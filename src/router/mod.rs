//! Router configuration module
//!
//! One relay route plus health and metrics probes, wrapped in the serving
//! stack: tracing, request logging, panic recovery, a global concurrency cap
//! and a timeout on the synchronous path. Paths are cleaned before routing.

use std::any::Any;

use axum::{
    extract::Request,
    http::{StatusCode, Uri},
    middleware::from_fn,
    response::{IntoResponse, Response},
    routing::{get, post},
    Router,
};
use tower::{
    limit::GlobalConcurrencyLimitLayer,
    util::{MapRequest, MapRequestLayer},
    Layer, ServiceBuilder,
};
use tower_http::{catch_panic::CatchPanicLayer, timeout::TimeoutLayer, trace::TraceLayer};
use tracing::error;

use crate::app_state::AppState;
use crate::config::{MAX_CONCURRENT_REQUESTS, REQUEST_TIMEOUT};
use crate::error::ApiError;
use crate::handlers::{health_check, prometheus_metrics, relay_change};
use crate::middleware::{
    add_no_cache_headers, json_content_type_middleware, metrics_middleware,
    request_logger::redact_path, request_logger_middleware,
};

/// The served application: the router behind the path-cleaning step.
pub type App = MapRequest<Router, fn(Request) -> Request>;

/// Build the application served by `main`.
///
/// Path cleaning has to run before routing, so it wraps the router instead
/// of being added with `Router::layer`.
pub fn build_app(app_state: AppState) -> App {
    MapRequestLayer::new(clean_path as fn(Request) -> Request).layer(build_router(app_state))
}

/// Build the application router.
pub fn build_router(app_state: AppState) -> Router {
    Router::new()
        .route("/health", get(health_check))
        .route("/metrics", get(prometheus_metrics))
        .route("/{caller_key}/{*route_tail}", post(relay_change))
        .layer(
            ServiceBuilder::new()
                .layer(TraceLayer::new_for_http().make_span_with(|request: &Request| {
                    tracing::info_span!(
                        "http_request",
                        method = %request.method(),
                        path = %redact_path(request.uri().path()),
                    )
                }))
                .layer(from_fn(request_logger_middleware))
                .layer(from_fn(metrics_middleware))
                .layer(from_fn(add_no_cache_headers))
                .layer(CatchPanicLayer::custom(handle_panic))
                .layer(concurrency_limit_layer())
                .layer(timeout_layer())
                .layer(from_fn(json_content_type_middleware)),
        )
        .with_state(app_state)
}

/// Shared across every route, so the cap is process-wide. Excess requests wait.
fn concurrency_limit_layer() -> GlobalConcurrencyLimitLayer {
    GlobalConcurrencyLimitLayer::new(MAX_CONCURRENT_REQUESTS)
}

fn timeout_layer() -> TimeoutLayer {
    TimeoutLayer::with_status_code(StatusCode::GATEWAY_TIMEOUT, REQUEST_TIMEOUT)
}

/// Rewrites the request URI to its cleaned path, keeping the query.
fn clean_path(mut request: Request) -> Request {
    let cleaned = normalize_path(request.uri().path());
    if cleaned == request.uri().path() {
        return request;
    }

    let path_and_query = match request.uri().query() {
        Some(query) => format!("{}?{}", cleaned, query),
        None => cleaned,
    };

    let mut parts = request.uri().clone().into_parts();
    parts.path_and_query = match path_and_query.parse() {
        Ok(pq) => Some(pq),
        Err(_) => return request,
    };
    if let Ok(uri) = Uri::from_parts(parts) {
        *request.uri_mut() = uri;
    }

    request
}

/// Collapses repeated slashes, resolves `.` and `..` and drops a trailing slash.
fn normalize_path(path: &str) -> String {
    let mut segments: Vec<&str> = Vec::new();
    for segment in path.split('/') {
        match segment {
            "" | "." => {}
            ".." => {
                segments.pop();
            }
            s => segments.push(s),
        }
    }

    format!("/{}", segments.join("/"))
}

/// Turns a handler panic into a 500 instead of tearing down the connection task.
fn handle_panic(err: Box<dyn Any + Send + 'static>) -> Response {
    let detail = if let Some(s) = err.downcast_ref::<String>() {
        s.clone()
    } else if let Some(s) = err.downcast_ref::<&str>() {
        (*s).to_string()
    } else {
        "unknown panic".to_string()
    };

    error!(panic = %detail, "handler panicked");
    ApiError::Internal(detail).into_response()
}
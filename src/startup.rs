//! Application startup and initialization logic.

use anyhow::Result;
use tracing::{info, warn};
use tracing_subscriber::EnvFilter;

use crate::app_state::AppState;
use crate::config::Config;

const DEFAULT_LOG_FILTER: &str = "directus_slack_relay=info,tower_http=info";

/// Install the global tracing subscriber.
pub fn init_tracing(json: bool) {
    let filter =
        EnvFilter::try_from_default_env().unwrap_or_else(|_| DEFAULT_LOG_FILTER.into());

    if json {
        tracing_subscriber::fmt()
            .with_env_filter(filter)
            .json()
            .init();
    } else {
        tracing_subscriber::fmt().with_env_filter(filter).init();
    }
}

/// Initialize application services and create the AppState.
pub fn initialize_app(config: Config) -> Result<AppState> {
    // A second install in the same process fails; the relay still works without metrics
    let metrics_handle = match metrics_exporter_prometheus::PrometheusBuilder::new()
        .install_recorder()
    {
        Ok(handle) => {
            info!("Prometheus metrics initialized");
            Some(handle)
        }
        Err(e) => {
            warn!("Prometheus recorder not installed: {}", e);
            None
        }
    };

    info!(
        directus_base_url = %config.directus_base_url,
        slack_webhook_base_url = %config.slack_webhook_base_url,
        "Relay configured"
    );

    Ok(AppState::new(config, metrics_handle))
}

━━━━

EXERCISE OBJECTIVE: On how many lines of the data does "clone" appear? Give only that number.

COMPLETED TASK: 2